→ **ACTION ITEM**
Your answer should be only the lines below from the one with "return Vec::new();" to the one with "return HashSet::new();", repeated exactly, ends included.

→ **MATERIAL SUPPLIED**
━━━━━━

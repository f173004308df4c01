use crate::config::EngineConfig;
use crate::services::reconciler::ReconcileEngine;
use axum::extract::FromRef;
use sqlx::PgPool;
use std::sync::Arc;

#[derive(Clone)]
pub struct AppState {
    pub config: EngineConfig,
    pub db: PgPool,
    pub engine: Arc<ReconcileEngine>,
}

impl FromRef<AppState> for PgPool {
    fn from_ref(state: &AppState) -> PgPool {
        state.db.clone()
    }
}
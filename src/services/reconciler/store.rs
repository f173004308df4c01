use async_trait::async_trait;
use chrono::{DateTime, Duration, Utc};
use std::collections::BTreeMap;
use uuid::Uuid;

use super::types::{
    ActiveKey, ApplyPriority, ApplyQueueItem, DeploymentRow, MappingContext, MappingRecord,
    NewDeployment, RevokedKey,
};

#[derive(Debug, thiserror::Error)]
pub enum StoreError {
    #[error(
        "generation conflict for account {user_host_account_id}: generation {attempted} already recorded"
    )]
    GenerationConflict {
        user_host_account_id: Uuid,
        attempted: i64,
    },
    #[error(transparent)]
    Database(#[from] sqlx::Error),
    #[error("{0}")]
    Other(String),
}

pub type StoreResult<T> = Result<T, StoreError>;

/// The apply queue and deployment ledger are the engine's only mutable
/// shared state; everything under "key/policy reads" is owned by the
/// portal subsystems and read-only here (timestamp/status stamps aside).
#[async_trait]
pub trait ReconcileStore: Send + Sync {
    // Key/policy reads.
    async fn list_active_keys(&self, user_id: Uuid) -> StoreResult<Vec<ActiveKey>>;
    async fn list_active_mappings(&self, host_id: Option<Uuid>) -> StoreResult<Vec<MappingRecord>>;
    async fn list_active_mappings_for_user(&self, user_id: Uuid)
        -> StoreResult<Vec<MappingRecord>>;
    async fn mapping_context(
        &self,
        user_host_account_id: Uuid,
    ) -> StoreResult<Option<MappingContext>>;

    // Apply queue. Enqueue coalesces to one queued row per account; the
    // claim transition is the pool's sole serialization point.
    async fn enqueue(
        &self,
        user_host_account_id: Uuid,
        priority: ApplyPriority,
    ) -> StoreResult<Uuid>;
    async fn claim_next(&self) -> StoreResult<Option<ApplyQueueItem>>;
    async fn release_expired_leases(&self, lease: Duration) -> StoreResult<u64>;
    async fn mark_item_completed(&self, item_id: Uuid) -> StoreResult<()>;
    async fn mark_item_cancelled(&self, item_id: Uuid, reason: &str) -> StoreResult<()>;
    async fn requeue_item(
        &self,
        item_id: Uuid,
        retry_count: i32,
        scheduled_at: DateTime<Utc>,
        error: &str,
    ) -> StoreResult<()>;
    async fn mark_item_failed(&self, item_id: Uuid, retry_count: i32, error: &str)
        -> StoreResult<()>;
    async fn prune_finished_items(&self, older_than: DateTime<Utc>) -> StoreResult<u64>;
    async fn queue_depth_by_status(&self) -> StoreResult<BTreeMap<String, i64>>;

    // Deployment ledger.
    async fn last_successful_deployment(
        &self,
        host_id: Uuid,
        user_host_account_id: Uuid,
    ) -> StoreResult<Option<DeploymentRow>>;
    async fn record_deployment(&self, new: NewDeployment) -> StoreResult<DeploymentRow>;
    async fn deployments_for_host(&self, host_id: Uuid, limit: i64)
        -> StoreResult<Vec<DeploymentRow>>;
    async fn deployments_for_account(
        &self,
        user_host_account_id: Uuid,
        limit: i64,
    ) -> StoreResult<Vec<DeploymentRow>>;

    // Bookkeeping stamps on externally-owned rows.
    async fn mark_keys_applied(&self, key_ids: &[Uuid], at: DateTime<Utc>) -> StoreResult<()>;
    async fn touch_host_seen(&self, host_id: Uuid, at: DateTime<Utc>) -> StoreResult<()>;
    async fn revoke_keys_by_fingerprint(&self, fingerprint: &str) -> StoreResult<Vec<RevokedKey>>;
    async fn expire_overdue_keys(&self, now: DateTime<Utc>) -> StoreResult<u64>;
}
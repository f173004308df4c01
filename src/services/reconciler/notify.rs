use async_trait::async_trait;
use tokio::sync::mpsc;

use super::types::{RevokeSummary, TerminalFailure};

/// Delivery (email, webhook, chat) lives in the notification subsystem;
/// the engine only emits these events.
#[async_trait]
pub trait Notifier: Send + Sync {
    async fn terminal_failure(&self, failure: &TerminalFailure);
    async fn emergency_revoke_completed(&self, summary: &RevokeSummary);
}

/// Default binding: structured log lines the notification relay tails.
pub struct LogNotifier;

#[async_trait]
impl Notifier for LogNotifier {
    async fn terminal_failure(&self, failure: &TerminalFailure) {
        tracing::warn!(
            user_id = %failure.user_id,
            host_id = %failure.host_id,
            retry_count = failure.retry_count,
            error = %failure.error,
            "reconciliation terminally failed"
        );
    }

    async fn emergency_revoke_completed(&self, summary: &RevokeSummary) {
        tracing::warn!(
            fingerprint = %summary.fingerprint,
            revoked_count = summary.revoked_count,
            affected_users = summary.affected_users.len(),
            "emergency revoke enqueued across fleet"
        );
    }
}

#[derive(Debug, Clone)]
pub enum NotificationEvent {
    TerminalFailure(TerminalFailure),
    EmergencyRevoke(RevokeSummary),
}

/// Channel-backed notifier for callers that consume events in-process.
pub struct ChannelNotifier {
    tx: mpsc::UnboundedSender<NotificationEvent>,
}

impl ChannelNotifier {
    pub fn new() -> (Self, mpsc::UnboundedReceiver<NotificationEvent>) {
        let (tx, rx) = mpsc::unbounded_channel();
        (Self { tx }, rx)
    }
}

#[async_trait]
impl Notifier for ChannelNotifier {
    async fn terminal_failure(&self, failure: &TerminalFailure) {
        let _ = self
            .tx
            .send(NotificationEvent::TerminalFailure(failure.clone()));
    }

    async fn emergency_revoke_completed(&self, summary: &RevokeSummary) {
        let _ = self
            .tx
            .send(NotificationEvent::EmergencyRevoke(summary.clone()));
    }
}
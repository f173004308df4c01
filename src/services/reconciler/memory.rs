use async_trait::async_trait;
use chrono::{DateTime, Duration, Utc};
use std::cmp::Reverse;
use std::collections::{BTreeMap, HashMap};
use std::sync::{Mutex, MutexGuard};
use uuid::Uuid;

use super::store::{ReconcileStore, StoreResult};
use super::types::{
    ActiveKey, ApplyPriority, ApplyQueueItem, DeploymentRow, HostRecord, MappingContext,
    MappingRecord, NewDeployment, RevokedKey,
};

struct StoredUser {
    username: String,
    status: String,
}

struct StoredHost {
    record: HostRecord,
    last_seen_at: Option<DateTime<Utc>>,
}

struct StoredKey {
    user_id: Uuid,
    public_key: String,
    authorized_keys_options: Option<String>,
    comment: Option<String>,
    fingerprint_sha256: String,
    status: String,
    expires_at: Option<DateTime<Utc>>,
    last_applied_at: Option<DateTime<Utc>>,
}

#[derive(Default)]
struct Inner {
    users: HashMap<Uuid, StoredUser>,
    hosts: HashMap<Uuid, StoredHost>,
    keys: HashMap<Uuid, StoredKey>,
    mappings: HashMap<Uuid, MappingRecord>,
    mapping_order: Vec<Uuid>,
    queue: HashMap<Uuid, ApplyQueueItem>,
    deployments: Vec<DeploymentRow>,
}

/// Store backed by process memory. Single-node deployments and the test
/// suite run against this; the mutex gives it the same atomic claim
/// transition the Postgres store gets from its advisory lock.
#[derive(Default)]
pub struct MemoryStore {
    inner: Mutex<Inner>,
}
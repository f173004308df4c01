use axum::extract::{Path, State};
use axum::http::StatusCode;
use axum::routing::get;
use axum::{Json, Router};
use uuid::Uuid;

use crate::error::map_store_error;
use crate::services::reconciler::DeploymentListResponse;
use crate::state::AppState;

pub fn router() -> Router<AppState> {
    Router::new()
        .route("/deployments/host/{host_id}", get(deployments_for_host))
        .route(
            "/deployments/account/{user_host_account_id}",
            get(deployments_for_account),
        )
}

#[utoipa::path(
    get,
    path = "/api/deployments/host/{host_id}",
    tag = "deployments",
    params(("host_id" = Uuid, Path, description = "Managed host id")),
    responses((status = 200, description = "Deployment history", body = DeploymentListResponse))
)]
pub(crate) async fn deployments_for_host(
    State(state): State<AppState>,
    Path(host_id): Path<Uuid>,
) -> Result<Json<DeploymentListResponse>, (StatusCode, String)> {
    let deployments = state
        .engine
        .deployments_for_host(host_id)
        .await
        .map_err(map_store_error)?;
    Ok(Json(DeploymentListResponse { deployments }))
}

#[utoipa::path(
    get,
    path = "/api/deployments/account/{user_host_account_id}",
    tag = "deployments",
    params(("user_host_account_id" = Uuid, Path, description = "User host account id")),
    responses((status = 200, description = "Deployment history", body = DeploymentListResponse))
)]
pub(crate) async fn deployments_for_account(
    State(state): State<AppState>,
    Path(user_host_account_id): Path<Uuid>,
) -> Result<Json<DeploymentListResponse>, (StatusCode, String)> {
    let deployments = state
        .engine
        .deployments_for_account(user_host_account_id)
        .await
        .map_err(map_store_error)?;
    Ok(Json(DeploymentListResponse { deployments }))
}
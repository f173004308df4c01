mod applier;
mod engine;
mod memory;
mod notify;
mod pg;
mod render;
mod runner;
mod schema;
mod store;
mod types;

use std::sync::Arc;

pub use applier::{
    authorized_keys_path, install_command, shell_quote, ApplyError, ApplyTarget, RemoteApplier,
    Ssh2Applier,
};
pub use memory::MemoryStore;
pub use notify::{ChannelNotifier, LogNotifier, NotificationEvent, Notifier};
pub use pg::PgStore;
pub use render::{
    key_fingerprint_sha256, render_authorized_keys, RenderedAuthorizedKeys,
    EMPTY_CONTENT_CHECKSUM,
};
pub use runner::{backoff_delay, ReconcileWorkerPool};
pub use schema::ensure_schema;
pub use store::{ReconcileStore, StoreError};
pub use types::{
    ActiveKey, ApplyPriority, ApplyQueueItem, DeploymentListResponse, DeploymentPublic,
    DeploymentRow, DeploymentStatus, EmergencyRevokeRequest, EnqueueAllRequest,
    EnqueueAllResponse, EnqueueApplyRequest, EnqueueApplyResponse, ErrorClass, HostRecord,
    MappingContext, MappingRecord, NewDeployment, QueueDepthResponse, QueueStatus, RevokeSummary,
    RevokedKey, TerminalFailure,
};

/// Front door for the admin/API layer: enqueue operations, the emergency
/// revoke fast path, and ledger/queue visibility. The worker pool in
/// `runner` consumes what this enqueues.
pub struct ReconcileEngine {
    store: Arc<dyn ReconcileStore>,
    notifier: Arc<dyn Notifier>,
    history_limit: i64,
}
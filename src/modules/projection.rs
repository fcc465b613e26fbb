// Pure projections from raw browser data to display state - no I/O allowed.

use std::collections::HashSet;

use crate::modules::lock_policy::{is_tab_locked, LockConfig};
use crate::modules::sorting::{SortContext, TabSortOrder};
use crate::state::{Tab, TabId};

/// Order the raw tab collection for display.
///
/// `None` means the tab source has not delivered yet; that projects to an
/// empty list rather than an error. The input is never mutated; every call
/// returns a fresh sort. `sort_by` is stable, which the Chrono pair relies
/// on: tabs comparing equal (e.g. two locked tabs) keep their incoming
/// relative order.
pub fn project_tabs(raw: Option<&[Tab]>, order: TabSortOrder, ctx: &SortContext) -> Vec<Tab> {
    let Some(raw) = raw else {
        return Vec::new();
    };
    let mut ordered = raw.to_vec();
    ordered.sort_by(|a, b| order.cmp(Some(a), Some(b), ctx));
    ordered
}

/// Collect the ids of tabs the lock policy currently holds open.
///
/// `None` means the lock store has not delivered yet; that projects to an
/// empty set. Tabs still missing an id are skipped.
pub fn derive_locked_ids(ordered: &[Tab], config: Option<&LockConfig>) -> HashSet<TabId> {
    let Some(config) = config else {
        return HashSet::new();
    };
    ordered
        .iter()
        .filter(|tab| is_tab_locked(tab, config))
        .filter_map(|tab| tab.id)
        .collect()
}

━━━━━━

→ **THE ANSWER**
        return Vec::new();
    };
    let mut ordered = raw.to_vec();
    ordered.sort_by(|a, b| order.cmp(Some(a), Some(b), ctx));
    ordered
}

/// Collect the ids of tabs the lock policy currently holds open.
///
/// `None` means the lock store has not delivered yet; that projects to an
/// empty set. Tabs still missing an id are skipped.
pub fn derive_locked_ids(ordered: &[Tab], config: Option<&LockConfig>) -> HashSet<TabId> {
    let Some(config) = config else {
        return HashSet::new();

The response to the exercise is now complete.